Lester Bangs famously wrote of the euphoric experience Van Morrison could conjure on stage. His cut-off at the climax of a song that demanded more from himself and his audience must have been a feral, vibrant experience. No more. It is not possible to head back to the glory days of Moondance when the man himself is more interested in lining the skiffle genre with despondent covers and waxing off about how lockdown made him feel like a self-made prisoner. As I Walked Out is a culmination of three weak, specific protest songs that have a similar issue striking through them. His point is both contentious and drums up a crowd that agrees with him regardless. It is not protest, it is pandering.
As I Walked Out is likely the worst offender of that. Despite the lush acoustics that fool the returning Morrison fans into believing this could be of quality, the empty streets he sings of are a reflection of his vacant commentaries. Fear and loathing toward the government are part and parcel of living in the United Kingdom, but the laughable lyrics on As I Walked Out are stunning. Quoting directly from government websites and dating such quotes as if he were a columnist from The Guardian writing up their footnotes, Morrison winds himself up with his lack of perspective on the real world. No second opinions, no work, it is a fascinatingly terrible track that loses its way through a failure to understand what was going on at the time.
Even with a few months to reflect, dropping this lead weight track in October 2020, Morrison has nothing. The streets were not, as he explains, empty. Panicking and realising he has only filled a minute of a track, he spreads the message of “fear and loathing” found in the first verse for a second time, ironically drumming up loathing toward just about anyone that was even the slightest bit worried during a global pandemic. Morrison can say what he will about the lockdown, but even with the benefit of hindsight and reflection, there is no way to make post-lockdown art interesting. Frank Turner managed it by using it as a backdrop rather than a focus. Protest songs are meant to have longevity to them, to be applied to the world as timeless relics that both display the contemporary and have wisdom within.

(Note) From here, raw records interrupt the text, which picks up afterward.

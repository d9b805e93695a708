use serde::{Deserialize, Serialize};

pub const CAMPAIGN_THRESHOLD: u64 = 1_000;
pub const MOVEMENT_THRESHOLD: u64 = 10_000;
pub const CRISIS_THRESHOLD: u64 = 100_000;

#[derive(Debug, Clone, Copy, PartialEq, Eq, PartialOrd, Ord, Hash, Serialize, Deserialize)]
#[serde(rename_all = "lowercase")]
pub enum EscalationStage {
    Petition,
    Campaign,
    Movement,
    Crisis,
}

#[derive(Debug, Clone, Copy, PartialEq, Eq, Serialize)]
pub struct StageDescriptor {
    pub min: u64,
    pub max: Option<u64>,
    pub icon: &'static str,
    pub label: &'static str,
}

impl EscalationStage {
    pub const ALL: [EscalationStage; 4] = [
        EscalationStage::Petition,
        EscalationStage::Campaign,
        EscalationStage::Movement,
        EscalationStage::Crisis,
    ];

    pub fn descriptor(self) -> StageDescriptor {
        match self {
            EscalationStage::Petition => StageDescriptor {
                min: 0,
                max: Some(CAMPAIGN_THRESHOLD),
                icon: "📝",
                label: "Petition",
            },
            EscalationStage::Campaign => StageDescriptor {
                min: CAMPAIGN_THRESHOLD,
                max: Some(MOVEMENT_THRESHOLD),
                icon: "📣",
                label: "Campaign",
            },
            EscalationStage::Movement => StageDescriptor {
                min: MOVEMENT_THRESHOLD,
                max: Some(CRISIS_THRESHOLD),
                icon: "✊",
                label: "Movement",
            },
            EscalationStage::Crisis => StageDescriptor {
                min: CRISIS_THRESHOLD,
                max: None,
                icon: "🔥",
                label: "Crisis",
            },
        }
    }

    pub fn label(self) -> &'static str {
        self.descriptor().label
    }

    pub fn next(self) -> Option<Self> {
        match self {
            EscalationStage::Petition => Some(EscalationStage::Campaign),
            EscalationStage::Campaign => Some(EscalationStage::Movement),
            EscalationStage::Movement => Some(EscalationStage::Crisis),
            EscalationStage::Crisis => None,
        }
    }

    pub fn contains(self, count: u64) -> bool {
        let descriptor = self.descriptor();
        count >= descriptor.min && descriptor.max.map_or(true, |max| count < max)
    }
}

/// Boundary counts belong to the higher stage: 1000 is already a campaign.
pub fn escalation_stage(count: u64) -> EscalationStage {
    if count >= CRISIS_THRESHOLD {
        EscalationStage::Crisis
    } else if count >= MOVEMENT_THRESHOLD {
        EscalationStage::Movement
    } else if count >= CAMPAIGN_THRESHOLD {
        EscalationStage::Campaign
    } else {
        EscalationStage::Petition
    }
}

pub fn escalation_progress(count: u64) -> f64 {
    let count = count as f64;
    if count >= CRISIS_THRESHOLD as f64 {
        100.0
    } else if count >= MOVEMENT_THRESHOLD as f64 {
        75.0 + (count - 10_000.0) / 90_000.0 * 25.0
    } else if count >= CAMPAIGN_THRESHOLD as f64 {
        50.0 + (count - 1_000.0) / 9_000.0 * 25.0
    } else {
        (count / 1_000.0 * 50.0).min(50.0)
    }
}

pub fn signers_to_next_stage(count: u64) -> Option<u64> {
    escalation_stage(count)
        .next()
        .map(|next| next.descriptor().min.saturating_sub(count))
}
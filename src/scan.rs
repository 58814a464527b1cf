//! Whitespace-delimited token input.
//!
//! A token that does not parse as the requested type is dropped together with the rest
//! of its line, and scanning resumes on the next line. End of input is reported as
//! `Ok(None)` rather than as an error, so callers decide whether a short read is fatal.

use std::collections::VecDeque;
use std::io::BufRead;
use std::str::FromStr;

use num::Float;

use errors::*;
use Matrix;

pub struct Scanner<R> {
    reader: R,
    // unread tokens of the current line
    tokens: VecDeque<String>,
}

impl<R: BufRead> Scanner<R> {
    pub fn new(reader: R) -> Scanner<R> {
        Scanner {
            reader: reader,
            tokens: VecDeque::new(),
        }
    }

    /// Next token that parses fully as `T`, or `None` at end of input.
    pub fn scan<T: FromStr>(&mut self) -> Result<Option<T>> {
        loop {
            let token = match self.tokens.pop_front() {
                Some(token) => token,
                None => {
                    if !self.next_line()? {
                        return Ok(None);
                    }
                    continue;
                }
            };
            match token.parse::<T>() {
                Ok(value) => return Ok(Some(value)),
                Err(_) => {
                    trace!("skipping malformed token {:?} and {} more on its line",
                        token, self.tokens.len());
                    self.tokens.clear();
                }
            }
        }
    }

    // Load the next line holding at least one token. Returns false at end of input.
    // Bytes that are not UTF-8 decode to U+FFFD, so they end up in a malformed token.
    fn next_line(&mut self) -> Result<bool> {
        let mut buf = Vec::new();
        loop {
            buf.clear();
            if self.reader.read_until(b'\n', &mut buf)? == 0 {
                return Ok(false);
            }
            let line = String::from_utf8_lossy(&buf);
            self.tokens.extend(line.split_whitespace().map(String::from));
            if !self.tokens.is_empty() {
                return Ok(true);
            }
        }
    }
}

/// Read a size `n` followed by `n * n` entries in row-major order.
pub fn read_matrix<T, R>(scanner: &mut Scanner<R>) -> Result<Matrix<T>>
        where T: Float + FromStr, R: BufRead {
    let n: usize = scanner.scan()?
        .ok_or_else(|| Error::from(ErrorKind::InputError("missing matrix size".to_string())))?;
    let count = n.checked_mul(n)
        .ok_or_else(|| Error::from(ErrorKind::InputError(format!("matrix size {} too large", n))))?;

    let mut elems = Vec::new();
    for found in 0..count {
        match scanner.scan()? {
            Some(value) => elems.push(value),
            None => {
                bail!(ErrorKind::InputError(
                    format!("expected {} matrix entries, found {}", count, found)));
            }
        }
    }
    debug!("read {}x{} matrix", n, n);
    Ok(Matrix::from_vec(elems, n, n))
}

#[cfg(test)]
mod tests {
    use super::*;

    #[test]
    fn test_scan_tokens() {
        let mut s = Scanner::new("1 2\n  3\t4 \n\n5".as_bytes());
        let mut got: Vec<i32> = Vec::new();
        while let Some(x) = s.scan().unwrap() {
            got.push(x);
        }
        assert_eq!(got, vec![1, 2, 3, 4, 5]);
    }

    #[test]
    fn test_skip_malformed_line() {
        let mut s = Scanner::new("1 x 2 3\n4 5\nabc\n6".as_bytes());
        let mut got: Vec<i32> = Vec::new();
        while let Some(x) = s.scan().unwrap() {
            got.push(x);
        }
        // "x" drops "2 3"; "abc" drops nothing else
        assert_eq!(got, vec![1, 4, 5, 6]);
    }

    #[test]
    fn test_partial_token_is_malformed() {
        let mut s = Scanner::new("1.5e\n2.5".as_bytes());
        assert_eq!(s.scan::<f64>().unwrap(), Some(2.5));
    }

    #[test]
    fn test_end_of_input() {
        let mut s = Scanner::new("bad tokens only\n".as_bytes());
        assert_eq!(s.scan::<f64>().unwrap(), None);
        // still usable, and still at the end
        assert_eq!(s.scan::<f64>().unwrap(), None);

        let mut e = Scanner::new("".as_bytes());
        assert_eq!(e.scan::<usize>().unwrap(), None);
    }

    #[test]
    fn test_mixed_types() {
        let mut s = Scanner::new("3 -1.25".as_bytes());
        assert_eq!(s.scan::<usize>().unwrap(), Some(3));
        assert_eq!(s.scan::<f64>().unwrap(), Some(-1.25));
    }

    #[test]
    fn test_read_matrix() {
        let mut s = Scanner::new("2\n1 2\n3 4\n".as_bytes());
        let a: Matrix<f64> = read_matrix(&mut s).unwrap();
        assert_eq!(a, mat![1, 2; 3, 4]);
    }

    #[test]
    fn test_read_matrix_short() {
        let mut s = Scanner::new("3\n1 2 3\n4 5".as_bytes());
        match read_matrix::<f64, _>(&mut s) {
            Err(Error(ErrorKind::InputError(msg), _)) => {
                assert_eq!(msg, "expected 9 matrix entries, found 5");
            }
            other => panic!("unexpected result {:?}", other),
        }
    }

    #[test]
    fn test_invalid_utf8_line() {
        let input: &[u8] = b"2\n1 2\n\xff\xfe junk\n3 4\n";
        let mut s = Scanner::new(input);
        let a: Matrix<f64> = read_matrix(&mut s).unwrap();
        assert_eq!(a, mat![1, 2; 3, 4]);

        // the valid prefix of the line still counts
        let mut t = Scanner::new(&b"7 \xff 8\n9"[..]);
        let mut got: Vec<i32> = Vec::new();
        while let Some(x) = t.scan().unwrap() {
            got.push(x);
        }
        assert_eq!(got, vec![7, 9]);
    }

    #[test]
    fn test_read_matrix_missing_size() {
        let mut s = Scanner::new("size\n".as_bytes());
        assert!(read_matrix::<f64, _>(&mut s).is_err());
    }
}
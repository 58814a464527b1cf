use std::fmt;
use std::iter::FromIterator;
use std::mem;
use std::ops::{Index, IndexMut};
use std::slice;

use errors::*;

/// Owning, fixed-length, contiguous buffer that can be reallocated to a new length.
///
/// The length always equals the number of live elements; there is no spare capacity.
/// Indexing past the end panics, `get` and `get_mut` are the checked alternatives.
#[derive(Debug, Clone, PartialEq)]
pub struct Array<T> {
    data: Box<[T]>,
}

impl<T> Array<T> {
    /// Array of `len` default values.
    pub fn new(len: usize) -> Array<T> where T: Default {
        (0..len).map(|_| T::default()).collect()
    }
    pub fn filled(len: usize, value: T) -> Array<T> where T: Clone {
        Array { data: vec![value; len].into_boxed_slice() }
    }
    pub fn from_slice(values: &[T]) -> Array<T> where T: Clone {
        Array { data: values.to_vec().into_boxed_slice() }
    }

    pub fn len(&self) -> usize { self.data.len() }
    pub fn is_empty(&self) -> bool { self.data.is_empty() }

    pub fn as_slice(&self) -> &[T] { &self.data }
    pub fn as_mut_slice(&mut self) -> &mut [T] { &mut self.data }

    pub fn iter(&self) -> slice::Iter<T> { self.data.iter() }
    pub fn iter_mut(&mut self) -> slice::IterMut<T> { self.data.iter_mut() }

    pub fn get(&self, i: usize) -> Result<&T> {
        self.data.get(i).ok_or(Error::from_kind(ErrorKind::IndexError("index out of bounds")))
    }
    pub fn get_mut(&mut self, i: usize) -> Result<&mut T> {
        self.data.get_mut(i).ok_or(Error::from_kind(ErrorKind::IndexError("index out of bounds")))
    }

    pub fn fill(&mut self, value: T) where T: Clone {
        for slot in self.data.iter_mut() {
            *slot = value.clone();
        }
    }

    /// Overwrite the leading `src.len()` elements with `src`.
    ///
    /// # Panics
    /// Panics if `src` is longer than this array.
    pub fn copy_from(&mut self, src: &[T]) where T: Clone {
        assert!(src.len() <= self.len(), "source longer than destination array");
        self.data[..src.len()].clone_from_slice(src);
    }

    /// Reallocate to `new_len` elements. The first `min(len, new_len)` elements are moved
    /// over unchanged, any new trailing slots are set to `value`.
    pub fn resize(&mut self, new_len: usize, value: T) where T: Clone {
        let old = mem::replace(&mut self.data, Vec::new().into_boxed_slice());
        let mut v = Vec::with_capacity(new_len);
        v.extend(old.into_vec().into_iter().take(new_len));
        v.resize(new_len, value);
        self.data = v.into_boxed_slice();
    }
    pub fn resize_default(&mut self, new_len: usize) where T: Default + Clone {
        self.resize(new_len, T::default());
    }

    /// Move the contents out, leaving this array empty.
    pub fn take(&mut self) -> Array<T> {
        mem::replace(self, Array::default())
    }
}

impl<T> Default for Array<T> {
    fn default() -> Array<T> {
        Array { data: Vec::new().into_boxed_slice() }
    }
}

impl<T> From<Vec<T>> for Array<T> {
    fn from(v: Vec<T>) -> Array<T> {
        Array { data: v.into_boxed_slice() }
    }
}

impl<T> FromIterator<T> for Array<T> {
    fn from_iter<I: IntoIterator<Item = T>>(iter: I) -> Array<T> {
        Array::from(iter.into_iter().collect::<Vec<T>>())
    }
}

impl<'a, T> IntoIterator for &'a Array<T> {
    type Item = &'a T;
    type IntoIter = slice::Iter<'a, T>;

    fn into_iter(self) -> slice::Iter<'a, T> { self.data.iter() }
}

impl<T> Index<usize> for Array<T> {
    type Output = T;

    #[inline]
    fn index(&self, i: usize) -> &T { &self.data[i] }
}
impl<T> IndexMut<usize> for Array<T> {
    #[inline]
    fn index_mut(&mut self, i: usize) -> &mut T { &mut self.data[i] }
}

impl<T: fmt::Display> fmt::Display for Array<T> {
    fn fmt(&self, f: &mut fmt::Formatter) -> fmt::Result {
        for (i, value) in self.data.iter().enumerate() {
            if i > 0 {
                write!(f, ", ")?;
            }
            write!(f, "{}", value)?;
        }
        Ok(())
    }
}
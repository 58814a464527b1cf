extern crate num;
extern crate rand;
#[macro_use] extern crate log;
#[macro_use] extern crate error_chain;

#[macro_use] mod macro_def;

pub mod errors;
pub mod fp;

pub mod array;
pub mod jagged;
pub mod rect;
pub use array::Array;
pub use jagged::JaggedArray;
pub use rect::RectArray;

pub mod matrix;
pub use matrix::{Matrix, MatrixIter};

mod ops;
pub mod det;
pub use det::Determinant;

pub mod scan;
pub mod generate;
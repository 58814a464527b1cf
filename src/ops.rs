use std::ops::Neg;

use num::Float;

use Matrix;

// negation; returns a new matrix, see `Matrix::negate` for the in-place form
impl<T: Float> Neg for Matrix<T> {
    type Output = Matrix<T>;

    fn neg(mut self) -> Matrix<T> {
        self.negate();
        self
    }
}
impl<'b, T: Float> Neg for &'b Matrix<T> {
    type Output = Matrix<T>;

    fn neg(self) -> Matrix<T> {
        let (m, n) = self.dims();
        Matrix::from_vec(self.iter().map(|e| -e).collect(), m, n)
    }
}
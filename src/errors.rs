error_chain! {
    foreign_links {
        Io(::std::io::Error);
    }

    errors {
        IndexError(s: &'static str) {
            description("Index error")
            display("Index error: {}", s)
        }
        InputError(s: String) {
            description("Input error")
            display("Input error: {}", s)
        }
    }
}
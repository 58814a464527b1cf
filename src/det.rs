use num::Float;

use fp;
use Matrix;

/// Determinant of a square matrix.
pub trait Determinant {
    type Scalar;

    /// Determinant using the machine epsilon of the scalar type as the zero tolerance.
    ///
    /// # Panics
    /// Panics if the matrix is not square.
    fn determinant(&self) -> Self::Scalar;

    /// Determinant, treating values within `epsilon` (relative, see `fp::eq_eps`) of zero
    /// as zero.
    ///
    /// # Panics
    /// Panics if the matrix is not square.
    fn determinant_eps(&self, epsilon: Self::Scalar) -> Self::Scalar;
}

impl<T: Float> Determinant for Matrix<T> {
    type Scalar = T;

    fn determinant(&self) -> T {
        self.determinant_eps(T::epsilon())
    }

    // Gaussian elimination with partial pivoting on a copy of the matrix. Every row swap
    // flips the sign; the result is the product of the resulting upper-triangular diagonal.
    fn determinant_eps(&self, epsilon: T) -> T {
        assert!(self.is_square(), "determinant requires a square matrix");

        let n = self.nrows();
        let mut work = self.clone();
        let mut sign_flip = false;

        for pivot in 0..n.saturating_sub(1) {
            let max_row = work.abs_max_in_col(pivot, pivot..n);
            if fp::is_zero_eps(work[max_row][pivot], epsilon) {
                debug!("zero pivot in column {} of {}x{} matrix; matrix is singular",
                    pivot, n, n);
                return T::zero();
            }

            if max_row != pivot {
                trace!("swapping rows {} and {}", pivot, max_row);
                work.swap_rows(max_row, pivot);
                sign_flip = !sign_flip;
            }

            for r in (pivot + 1)..n {
                let mul = -work[r][pivot] / work[pivot][pivot];
                work.add_row_to_row(r, pivot, mul);
            }
        }

        let product = (0..n).fold(T::one(), |acc, i| acc * work[i][i]);
        // also maps -0.0 to 0.0
        if fp::is_zero_eps(product, epsilon) {
            return T::zero();
        }
        if sign_flip { -product } else { product }
    }
}

#[cfg(test)]
mod tests {
    use super::*;

    #[test]
    fn test_identity() {
        for n in 0..8 {
            let a: Matrix<f64> = Matrix::eye(n);
            assert_eq!(a.determinant(), 1.0);
        }
    }

    #[test]
    fn test_empty_is_one() {
        let a: Matrix<f64> = Matrix::zeros(0, 0);
        assert_eq!(a.determinant(), 1.0);
    }

    #[test]
    fn test_single() {
        assert_eq!(mat![-4.5].determinant(), -4.5);
        assert_eq!(mat![0.0].determinant(), 0.0);
    }

    #[test]
    fn test_three_by_three() {
        let a = mat![1, 1, 1; 1, 3, 4; 2, 5, 1];
        assert_fp_eq!(a.determinant(), -11.0);
    }

    #[test]
    fn test_two_by_two_singular() {
        let a = mat![1.5, 2.0; 3.0, 4.0];
        let det = a.determinant();
        assert_eq!(det, 0.0);
        assert!(det.is_sign_positive());
    }

    #[test]
    fn test_swapped_identity() {
        let mut a: Matrix<f64> = Matrix::identity(5);
        a.swap_rows(0, 4);
        assert_eq!(a.determinant(), -1.0);
    }

    #[test]
    fn test_diag() {
        let a = Matrix::diag(4, 7.0);
        assert_fp_eq!(a.determinant(), 2401.0);
    }

    #[test]
    fn test_zero_pivot_column() {
        // first column is all zero, so elimination stops immediately
        let a = mat![0, 1, 2; 0, 3, 4; 0, 5, 6];
        assert_eq!(a.determinant(), 0.0);
    }

    #[test]
    fn test_needs_pivoting() {
        // zero in the leading position forces a swap
        let a = mat![0, 2; 3, 1];
        assert_fp_eq!(a.determinant(), -6.0);
    }

    #[test]
    fn test_does_not_mutate() {
        let a = mat![2, -1, 0; -1, 2, -1; 0, -1, 2];
        let before = a.clone();
        let d1 = a.determinant();
        let d2 = a.determinant();
        assert_eq!(a, before);
        assert_eq!(d1, d2);
        assert_fp_eq!(d1, 4.0);
    }

    #[test]
    fn test_f32() {
        let a: Matrix<f32> = Matrix::from_rows(vec![vec![1.0, 1.0, 1.0],
                                                     vec![1.0, 3.0, 4.0],
                                                     vec![2.0, 5.0, 1.0]]);
        assert_fp_eq!(a.determinant(), -11.0, 1e-5);
    }

    #[test]
    fn test_custom_epsilon() {
        // with a coarse tolerance a nearly singular matrix reads as singular
        let a = mat![1.0, 1.0; 1.0, 1.0 + 1e-9];
        assert!(a.determinant() != 0.0);
        assert_eq!(a.determinant_eps(1e-6), 0.0);
    }

    #[test]
    #[should_panic(expected = "square")]
    fn test_non_square() {
        mat![1, 2, 3; 4, 5, 6].determinant();
    }

    #[test]
    #[should_panic(expected = "square")]
    fn test_no_rows_non_square() {
        Matrix::<f64>::zeros(0, 5).determinant();
    }
}
use std::fmt;
use std::ops::{Index, IndexMut};
use std::slice;

use array::Array;
use jagged::JaggedArray;

/// Jagged array whose rows all have the same length.
///
/// Every constructor checks the shape, and rows are only ever handed out as slices, so the
/// common width cannot be broken from outside. Width changes go through `resize_width`
/// or `resize_with_width`, which resize all rows together.
#[derive(Debug, Clone, PartialEq)]
pub struct RectArray<T> {
    data: JaggedArray<T>,
}

impl<T> RectArray<T> {
    pub fn new() -> RectArray<T> {
        RectArray { data: JaggedArray::new() }
    }
    pub fn with_dims(n_rows: usize, n_cols: usize, value: T) -> RectArray<T> where T: Clone {
        RectArray { data: JaggedArray::with_width(n_rows, n_cols, value) }
    }
    /// # Panics
    /// Panics if `elems` does not yield exactly `n_rows * n_cols` values.
    pub fn from_elems<I>(n_rows: usize, n_cols: usize, elems: I) -> RectArray<T>
            where I: IntoIterator<Item = T> {
        RectArray { data: JaggedArray::from_width_elems(n_rows, n_cols, elems) }
    }
    /// # Panics
    /// Panics if the rows are not all the same length.
    pub fn from_rows(rows: Vec<Vec<T>>) -> RectArray<T> {
        if let Some(first) = rows.first() {
            let n_cols = first.len();
            assert!(rows.iter().all(|row| row.len() == n_cols),
                "rows of a rectangular array must all have the same length");
        }
        RectArray { data: JaggedArray::from_rows(rows) }
    }

    pub fn n_rows(&self) -> usize { self.data.n_rows() }
    /// Common row length; 0 when there are no rows.
    pub fn n_cols(&self) -> usize {
        if self.data.is_empty() { 0 } else { self.data.row_len(0) }
    }
    pub fn dims(&self) -> (usize, usize) { (self.n_rows(), self.n_cols()) }
    pub fn is_empty(&self) -> bool { self.data.is_empty() }

    pub fn rows(&self) -> Rows<T> {
        Rows { inner: self.data.iter() }
    }
    pub fn as_jagged(&self) -> &JaggedArray<T> { &self.data }

    /// Change the row count. New rows get the current width, `n_cols()`, which is 0 when
    /// the array has no rows; use `resize_with_width` to grow from empty.
    pub fn resize(&mut self, n_rows: usize, value: T) where T: Clone {
        let (old_rows, n_cols) = self.dims();
        self.data.resize(n_rows);
        for i in old_rows..n_rows {
            self.data.resize_row(i, n_cols, value.clone());
        }
    }

    /// Change both dimensions. Entries inside the overlap keep their positions.
    pub fn resize_with_width(&mut self, n_rows: usize, n_cols: usize, value: T) where T: Clone {
        self.data.resize(n_rows);
        for row in self.data.iter_mut() {
            if row.len() != n_cols {
                row.resize(n_cols, value.clone());
            }
        }
    }

    /// Resize every row to `n_cols`, each keeping its own prefix.
    pub fn resize_width(&mut self, n_cols: usize, value: T) where T: Clone {
        for row in self.data.iter_mut() {
            row.resize(n_cols, value.clone());
        }
    }

    pub fn swap_rows(&mut self, i: usize, j: usize) {
        self.data.swap_rows(i, j);
    }
}

impl<T> Default for RectArray<T> {
    fn default() -> RectArray<T> { RectArray::new() }
}

impl<T> Index<usize> for RectArray<T> {
    type Output = [T];

    #[inline]
    fn index(&self, i: usize) -> &[T] { self.data[i].as_slice() }
}
impl<T> IndexMut<usize> for RectArray<T> {
    #[inline]
    fn index_mut(&mut self, i: usize) -> &mut [T] { self.data[i].as_mut_slice() }
}

impl<T: fmt::Display> fmt::Display for RectArray<T> {
    fn fmt(&self, f: &mut fmt::Formatter) -> fmt::Result {
        write!(f, "{}", self.data)
    }
}

/// Iterator over the rows of a `RectArray`, as slices.
pub struct Rows<'a, T: 'a> {
    inner: slice::Iter<'a, Array<T>>,
}
impl<'a, T> Iterator for Rows<'a, T> {
    type Item = &'a [T];

    fn next(&mut self) -> Option<&'a [T]> {
        self.inner.next().map(|row| row.as_slice())
    }
    fn size_hint(&self) -> (usize, Option<usize>) { self.inner.size_hint() }
}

Morrison has neither and as he dates his own track before release by referencing the specifics of an event that took place on March 2020, As I Walked Out becomes a laughable example of poor-quality protest music. Beans on Toast hit the nail on the head with his track Against the War, proving once and for all the genre is alive and somewhat well. But with the likes of Morrison and Eric Clapton waxing off against the government with all the cognitive thought of a man who very likely struggles to operate a television set, the dithering pace and instrumental lightness become frankly unforgivable. Expressionless despite expressing such specific anger, As I Walked Out is a light traipse through a dark time that has lived in Morrison’s mind, rent-free, ever since.